Unylogix HSM - Hierarchical Storage Migration software
Overview, Features and Benefits
The Beginnings of HSM
HSM technology is not new. It has been around in mainframe environments
since the 1970s, where the management of large, centralized data repositories
was a major problem. (Imagine, if you will, the size of the disk farms that
had to exist on these computing mammoths; the data of a full enterprise!)
At that time, disk storage space was very expensive, and space was at a
premium. Accordingly, HSM was developed to automate the "freeing up"
of disk space, so that files (data, records, etc.) would be "retired"
to other storage technologies for longer term holding, primarily reel to
reel magnetic tape. The HSM software, through its own decision process,
made the selection as to which pieces of data had become inactive, and automatically
migrated that data out to the tape transports.
But HSM takes data migration to a more intelligent level.
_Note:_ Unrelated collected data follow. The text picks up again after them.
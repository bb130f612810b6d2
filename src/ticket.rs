use crate::error::{DateField, Result, Section, TicketError};
use rust_decimal::Decimal;
use rust_decimal_macros::dec;
use std::ops::RangeInclusive;
use std::str::FromStr;

// zone -> boxes that exist inside it
const SEATING: &[(&str, &[&str])] = &[
    ("A", &["1", "2", "3", "4"]),
    ("B", &["1", "2", "3", "4", "5", "6"]),
    ("C", &["1", "2", "3", "4", "5", "6", "7", "8"]),
    ("D", &["1", "2", "3", "4", "5", "6", "7", "8", "9", "10"]),
];

#[derive(Debug, Clone, Copy, PartialEq, Eq, Hash)]
pub enum Event {
    Sport,
    Concert,
    Performance,
}

impl Event {
    /// Order in which categories are reported.
    pub const ALL: [Event; 3] = [Event::Sport, Event::Performance, Event::Concert];

    pub fn label(&self) -> &'static str {
        match self {
            Event::Sport => "Sports",
            Event::Concert => "Concert",
            Event::Performance => "Performance",
        }
    }

    pub fn multiplier(&self) -> Decimal {
        match self {
            Event::Sport => dec!(4),
            Event::Concert => dec!(6),
            Event::Performance => dec!(2),
        }
    }
}

impl FromStr for Event {
    type Err = TicketError;

    fn from_str(s: &str) -> Result<Self> {
        match s.trim().to_ascii_lowercase().as_str() {
            "sport" => Ok(Event::Sport),
            "concert" => Ok(Event::Concert),
            "performance" => Ok(Event::Performance),
            _ => Err(TicketError::missing(Section::Event)),
        }
    }
}

#[derive(Debug, Clone, Copy, PartialEq, Eq)]
pub struct EventDate {
    day: u32,
    month: u32,
    year: i32,
}

impl EventDate {
    pub fn new(day: u32, month: u32, year: i32, years: &RangeInclusive<i32>) -> Result<Self> {
        if !years.contains(&year) {
            return Err(TicketError::invalid_date(DateField::Year, year.to_string()));
        }
        if !(1..=12).contains(&month) {
            return Err(TicketError::invalid_date(DateField::Month, month.to_string()));
        }
        if day < 1 || day > days_in_month(month, year) {
            return Err(TicketError::invalid_date(DateField::Day, day.to_string()));
        }
        Ok(EventDate { day, month, year })
    }

    /// Builds a date from the raw text of a record.
    pub fn parse(day: &str, month: &str, year: &str, years: &RangeInclusive<i32>) -> Result<Self> {
        let year = year
            .trim()
            .parse::<i32>()
            .map_err(|_| TicketError::invalid_date(DateField::Year, year))?;
        let month = month
            .trim()
            .parse::<u32>()
            .map_err(|_| TicketError::invalid_date(DateField::Month, month))?;
        let day = day
            .trim()
            .parse::<u32>()
            .map_err(|_| TicketError::invalid_date(DateField::Day, day))?;
        EventDate::new(day, month, year, years)
    }

    pub fn day(&self) -> u32 {
        self.day
    }

    pub fn month(&self) -> u32 {
        self.month
    }

    pub fn year(&self) -> i32 {
        self.year
    }
}

pub fn is_leap_year(year: i32) -> bool {
    (year % 4 == 0 && year % 100 != 0) || year % 400 == 0
}

fn days_in_month(month: u32, year: i32) -> u32 {
    match month {
        2 if is_leap_year(year) => 29,
        2 => 28,
        4 | 6 | 9 | 11 => 30,
        _ => 31,
    }
}

#[derive(Debug, Clone, PartialEq, Eq)]
pub struct Location {
    zone: String,
    box_id: String,
}

impl Location {
    pub fn new(zone: &str, box_id: &str) -> Result<Self> {
        let (zone_id, boxes) = SEATING
            .iter()
            .find(|(id, _)| id.eq_ignore_ascii_case(zone.trim()))
            .ok_or_else(|| TicketError::invalid_location(zone, box_id))?;

        if !boxes.contains(&box_id.trim()) {
            return Err(TicketError::invalid_location(zone, box_id));
        }
        Ok(Location {
            zone: zone_id.to_string(),
            box_id: box_id.trim().to_string(),
        })
    }

    pub fn zone(&self) -> &str {
        &self.zone
    }

    pub fn box_id(&self) -> &str {
        &self.box_id
    }
}

/// A record that passed validation and has been priced.
#[derive(Debug, Clone, PartialEq)]
pub struct Ticket {
    event: Event,
    date: EventDate,
    name: String,
    location: Location,
    price: Decimal,
}

impl Ticket {
    pub fn new(
        event: Event,
        date: EventDate,
        name: String,
        location: Location,
        base_cost: Decimal,
    ) -> Self {
        Ticket {
            event,
            date,
            name,
            location,
            price: base_cost * event.multiplier(),
        }
    }

    pub fn event(&self) -> Event {
        self.event
    }

    pub fn date(&self) -> &EventDate {
        &self.date
    }

    pub fn name(&self) -> &str {
        &self.name
    }

    pub fn location(&self) -> &Location {
        &self.location
    }

    pub fn price(&self) -> Decimal {
        self.price
    }
}

#[cfg(test)]
use crate::config::DEFAULT_YEARS;

#[test]
fn event_names() {
    assert_eq!("sport".parse::<Event>().unwrap(), Event::Sport);
    assert_eq!(" Concert ".parse::<Event>().unwrap(), Event::Concert);
    assert_eq!("PERFORMANCE".parse::<Event>().unwrap(), Event::Performance);
    let err = "opera".parse::<Event>().unwrap_err();
    assert!(matches!(
        err,
        TicketError::MissingInformation { section: Section::Event }
    ));
    assert_eq!(err.to_string(), "Datafile is missing information");
}

#[test]
fn leap_years() {
    assert!(is_leap_year(2024));
    assert!(is_leap_year(2000));
    assert!(!is_leap_year(1900));
    assert!(!is_leap_year(2023));

    assert!(EventDate::new(29, 2, 2024, &DEFAULT_YEARS).is_ok());
    assert!(EventDate::new(29, 2, 2000, &DEFAULT_YEARS).is_ok());
    assert!(matches!(
        EventDate::new(29, 2, 1900, &DEFAULT_YEARS),
        Err(TicketError::InvalidDate { field: DateField::Day, .. })
    ));
    assert!(matches!(
        EventDate::new(29, 2, 2023, &DEFAULT_YEARS),
        Err(TicketError::InvalidDate { field: DateField::Day, .. })
    ));
}

#[test]
fn date_bounds() {
    assert!(EventDate::new(31, 12, 2100, &DEFAULT_YEARS).is_ok());
    assert!(EventDate::new(1, 1, 1900, &DEFAULT_YEARS).is_ok());
    assert!(matches!(
        EventDate::new(31, 4, 2024, &DEFAULT_YEARS),
        Err(TicketError::InvalidDate { field: DateField::Day, .. })
    ));
    assert!(matches!(
        EventDate::new(0, 4, 2024, &DEFAULT_YEARS),
        Err(TicketError::InvalidDate { field: DateField::Day, .. })
    ));
    assert!(matches!(
        EventDate::new(1, 0, 2024, &DEFAULT_YEARS),
        Err(TicketError::InvalidDate { field: DateField::Month, .. })
    ));
    assert!(matches!(
        EventDate::new(1, 13, 2024, &DEFAULT_YEARS),
        Err(TicketError::InvalidDate { field: DateField::Month, .. })
    ));
    assert!(matches!(
        EventDate::new(1, 1, 2101, &DEFAULT_YEARS),
        Err(TicketError::InvalidDate { field: DateField::Year, .. })
    ));
}

#[test]
fn date_from_text() {
    let date = EventDate::parse("7", " 11", "2025 ", &DEFAULT_YEARS).unwrap();
    assert_eq!((date.day(), date.month(), date.year()), (7, 11, 2025));

    assert!(matches!(
        EventDate::parse("seven", "11", "2025", &DEFAULT_YEARS),
        Err(TicketError::InvalidDate { field: DateField::Day, value }) if value == "seven"
    ));
    assert!(matches!(
        EventDate::parse("7", "-1", "2025", &DEFAULT_YEARS),
        Err(TicketError::InvalidDate { field: DateField::Month, .. })
    ));
}

#[test]
fn seating_table() {
    let location = Location::new("c", "8").unwrap();
    assert_eq!(location.zone(), "C");
    assert_eq!(location.box_id(), "8");

    assert!(Location::new("D", "10").is_ok());
    assert!(matches!(
        Location::new("A", "5"),
        Err(TicketError::InvalidLocation { zone, box_id }) if zone == "A" && box_id == "5"
    ));
    assert!(matches!(
        Location::new("Z", "1"),
        Err(TicketError::InvalidLocation { .. })
    ));
}

#[test]
fn ticket_price() {
    let date = EventDate::new(1, 6, 2024, &DEFAULT_YEARS).unwrap();
    let location = Location::new("A", "1").unwrap();
    let sport = Ticket::new(Event::Sport, date, "Sam".into(), location.clone(), dec!(16));
    let concert = Ticket::new(Event::Concert, date, "Sam".into(), location.clone(), dec!(16));
    let show = Ticket::new(Event::Performance, date, "Sam".into(), location, dec!(16));

    assert_eq!(sport.price(), dec!(64));
    assert_eq!(concert.price(), dec!(96));
    assert_eq!(show.price(), dec!(32));
}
It has
multiple parameters for migration, meaning that it considers many factors
in deciding which pieces of information are the best candidates for migration.
This creates more thoughtful, accurate migration. HSM is a true rules-based
software tool that was one of the first to have a graphical user interface,
making it one of the most robust HSMs on the market.
HSM automates the storage management of all data under its control
by monitoring the hard disk space usage. Based upon the disk usage when
measured against predefined water-level marks, the HSM software will scan
the contents of the disk, and select candidates among that data for migration
out to another storage medium. When the space is finally needed, the HSM
software will push the data out so that the disk does not fill up. At the
same time, an entry is made in the HSM's data base as to the actual location
of the data, and a stub (placeholder) is left behind on the disk layer,
so that it gives the appearance to the users that their files are indeed
on-line, (on the hard disk) whereas, in reality, they may be near-line (stored
in a jukebox) or off-line on a shelf.
All of this is transparent to the user, as when they or their applications
request a file, it is fetched by the HSM software, and provided for
use. This process occurs seamlessly, without user or operator intervention.
The data, in general, is migrated upward to the disk layer, where it remains
available for use (refreshes, appending, etc), until it falls into disuse
and again becomes a candidate for migration. Again, this process is all
automatic, based upon preset parameters selected by the system administrator.
All the user sees, if at all, is a slight time delay in the provision of
data by the HSM system.
How the HSM Prioritizes Data
Unylogix HSM is a highly intelligent, robust software tool because it uses
four parameters used for the selection of candidates for migration: these
are size of file, date last accessed, date last modified and priority level.
Priority is a number assigned to a file or directory that increases or decreases
the probability of its remaining on the hard disk level. It is a parameter
adjustable only by the super user so that he can "lock" data on
the hard disk layer that he does not wish to have migrated outward.
Unlike some HSM packages, HSM is a true rules-based software tool
that allows you to extend disk storage to huge capacities without requiring
any intervention. It is used in conjunction with optical and tape jukeboxes,
either together or alone. Better HSM packages, like ours, have the ability
to back themselves up, independent of the network. It makes the disk self-grooming
and keeps track of every piece of data it ever touches. And, best of all,
it is seamless to the users.
Different Uses of HSM
As a Buffer
As all reads and writes to an HSM-controlled disk are through the
hard disk layer, one can do a "disk to disk" backup of all the
disks on a network, rather than to a tape device, which may be slower. As
the HSM ensures that the receiving disk never fills up, backups can
be expedited by the improvement in speed across the network.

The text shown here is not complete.